The practical application of periodate-based advanced oxidation technologies (PI-AOTs) for wastewater treatment requires efficient and cost-effective activators. Pyrolyzed Fe–N/C materials are potential candidates, however, their actual active sites and activation mechanisms are yet to be fully understood. Herein, a series of Fe–N/C samples (denoted as Fe@NC-X) with differing structures and iron components were delicately synthesized. Experimental studies on the structure–activity relationship and density functional theory (DFT) computations revealed that Fe–Nx species serve as the dominant active site for periodate activation, while the inactive iron-based particles (i.e., Fe0 and Fe3C) optimized the binding affinity of surrounding carbon layers with periodate, resulting in enhanced activity.
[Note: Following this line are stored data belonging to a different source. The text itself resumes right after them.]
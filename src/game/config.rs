use anyhow::{Context, Result};
use serde::{Deserialize, Serialize};
use std::path::Path;

use super::error::WorldError;

/// Largest number of columns or rows a playfield may have
pub const MAX_GRID_SIDE: i64 = 1024;

/// Geometry and scoring rules of a single world
///
/// All lengths are in screen units; the playfield is the screen minus a wall
/// of `wall_thickness` on every side, divided into square cells of `step`.
#[derive(Debug, Clone, PartialEq, Serialize, Deserialize)]
#[serde(default)]
pub struct WorldConfig {
    pub screen_width: i32,
    pub screen_height: i32,
    pub wall_thickness: i32,
    /// Cell size, also the distance the head moves per tick
    pub step: i32,
    /// Radius of the bonus food used by the capture test
    pub bonus_radius: i32,
    /// A bonus appears after every `bonus_every` normal foods
    pub bonus_every: u32,
    pub food_score: u32,
    pub bonus_score: u32,
}

impl Default for WorldConfig {
    fn default() -> Self {
        Self {
            screen_width: 800,
            screen_height: 600,
            wall_thickness: 20,
            step: 10,
            bonus_radius: 10,
            bonus_every: 5,
            food_score: 5,
            bonus_score: 10,
        }
    }
}

impl WorldConfig {
    /// Create a configuration with custom geometry and default scoring
    pub fn new(screen_width: i32, screen_height: i32, wall_thickness: i32, step: i32) -> Self {
        Self {
            screen_width,
            screen_height,
            wall_thickness,
            step,
            ..Default::default()
        }
    }

    /// Reject configurations the simulation cannot run on
    pub fn validate(&self) -> Result<(), WorldError> {
        if self.step <= 0 {
            return Err(WorldError::InvalidConfig(format!(
                "step must be positive, got {}",
                self.step
            )));
        }
        if self.wall_thickness < 0 {
            return Err(WorldError::InvalidConfig(format!(
                "wall thickness must not be negative, got {}",
                self.wall_thickness
            )));
        }
        if self.bonus_radius < 0 {
            return Err(WorldError::InvalidConfig(format!(
                "bonus radius must not be negative, got {}",
                self.bonus_radius
            )));
        }
        if self.bonus_every == 0 {
            return Err(WorldError::InvalidConfig(
                "bonus_every must be at least 1".to_string(),
            ));
        }

        // Widened so huge screens or walls cannot overflow
        let inner_width = i64::from(self.screen_width) - 2 * i64::from(self.wall_thickness);
        let inner_height = i64::from(self.screen_height) - 2 * i64::from(self.wall_thickness);
        let columns = inner_width.max(0) / i64::from(self.step);
        let rows = inner_height.max(0) / i64::from(self.step);

        // Snake and food need a cell each
        if columns * rows < 2 {
            return Err(WorldError::InvalidConfig(format!(
                "playfield {}x{} with step {} leaves fewer than two cells",
                inner_width, inner_height, self.step
            )));
        }
        if columns > MAX_GRID_SIDE || rows > MAX_GRID_SIDE {
            return Err(WorldError::InvalidConfig(format!(
                "playfield of {}x{} cells exceeds the {} cell limit per side",
                columns, rows, MAX_GRID_SIDE
            )));
        }

        Ok(())
    }
}

/// Full configuration of a play session
#[derive(Debug, Clone, PartialEq, Serialize, Deserialize)]
#[serde(default)]
pub struct GameConfig {
    pub world: WorldConfig,
    /// Milliseconds between two simulation ticks
    pub tick_interval_ms: u64,
    /// Ring the terminal bell on eat, bonus and game over
    pub sound: bool,
    /// Shade the snake body from head to tail
    pub gradient: bool,
}

impl Default for GameConfig {
    fn default() -> Self {
        Self {
            world: WorldConfig::default(),
            tick_interval_ms: 100,
            sound: true,
            gradient: true,
        }
    }
}

impl GameConfig {
    /// Load a configuration from a JSON file; absent fields keep their defaults
    pub fn from_json_file(path: &Path) -> Result<Self> {
        let raw = std::fs::read_to_string(path)
            .with_context(|| format!("Failed to read config file {:?}", path))?;
        Self::from_json_str(&raw).with_context(|| format!("Failed to parse config file {:?}", path))
    }

    pub fn from_json_str(raw: &str) -> Result<Self> {
        let config: GameConfig = serde_json::from_str(raw)?;
        config.validate()?;
        Ok(config)
    }

    /// Check the world geometry and the tick rate
    pub fn validate(&self) -> Result<(), WorldError> {
        self.world.validate()?;
        if self.tick_interval_ms == 0 {
            return Err(WorldError::InvalidConfig(
                "tick interval must be at least 1 ms".to_string(),
            ));
        }
        Ok(())
    }

    /// Create a small playfield for testing
    pub fn small() -> Self {
        Self {
            world: WorldConfig::new(120, 120, 10, 10),
            ..Default::default()
        }
    }
}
In-depth exploration of the oxidative mechanism revealed that Fe@NC-X activated periodate through an electron transfer regime. Our results also showed that the optimal Fe@NC-0.2/periodate system was highly effective in catalyzing the oxidation of 4-CP, outperforming many reported activators. These findings provide an indispensable foundation for the rational development of advanced Fe–N/C activators and offer vital insights into the mechanism underlying pollutant destruction through PI-AOTs.